Records contained in a dataset:

====

//! Plain-text layout report.

use std::fmt::{self, Write};

use erlay::Layout;
use erlay_core::schema::Field;

/// Render `layout` as a plain-text report.
///
/// The report lists the layers with their entities in order, followed by
/// one line per entity with its box and field order.
pub fn render(layout: &Layout) -> String {
    let mut out = String::new();
    write_report(&mut out, layout).expect("Writing to String buffer is infallible");
    out
}

fn write_report(out: &mut impl Write, layout: &Layout) -> fmt::Result {
    let refinement = layout.refinement();
    writeln!(out, "layers: {}", layout.layer_count())?;
    writeln!(
        out,
        "crossings: {} -> {} ({} iterations, {} swaps)",
        refinement.initial_crossings(),
        refinement.final_crossings(),
        refinement.iterations(),
        refinement.swaps()
    )?;

    writeln!(out)?;
    for (index, layer) in layout.layers().iter().enumerate() {
        writeln!(out, "layer {index}: {}", layer.join(", "))?;
    }

    writeln!(out)?;
    for layer in layout.layers() {
        for name in layer {
            let (Some(entity), Some(bounds)) = (layout.entity(name), layout.bounds_of(name)) else {
                continue;
            };
            let fields: Vec<&str> = entity.fields().iter().map(Field::name).collect();
            writeln!(
                out,
                "{name}: x={} y={} w={} h={} fields=[{}]",
                bounds.min_x(),
                bounds.min_y(),
                bounds.width(),
                bounds.height(),
                fields.join(", ")
            )?;
        }
    }

    Ok(())
}

#[cfg(test)]
mod tests {
    use erlay::LayoutBuilder;
    use erlay_core::schema::{Cardinality, Endpoint, Entity, Relationship};

    use super::*;

    #[test]
    fn test_render_report() {
        let entities = vec![
            Entity::new("users", vec![Field::new("id", "int").with_primary_key(true)]),
            Entity::new(
                "posts",
                vec![
                    Field::new("title", "text"),
                    Field::new("id", "int").with_primary_key(true),
                ],
            ),
        ];
        let relationships = vec![Relationship::new(
            Endpoint::new("posts", "id"),
            Endpoint::new("users", "id"),
            Cardinality::ManyToOne,
        )];
        let layout = LayoutBuilder::default()
            .layout(&entities, &relationships)
            .unwrap();

        let report = render(&layout);

        assert!(report.starts_with("layers: 2\ncrossings: 0 -> 0"));
        assert!(report.contains("layer 0: posts\nlayer 1: users\n"));
        assert!(report.contains("posts: x=50 y=50 w=250 h=96 fields=[id, title]"));
        assert!(report.contains("users: x=450 y="));
    }
}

====

_Your task_
Count every line that holds the word "Endpoint" in the entries, and state the result alone.

_Exercise output_
3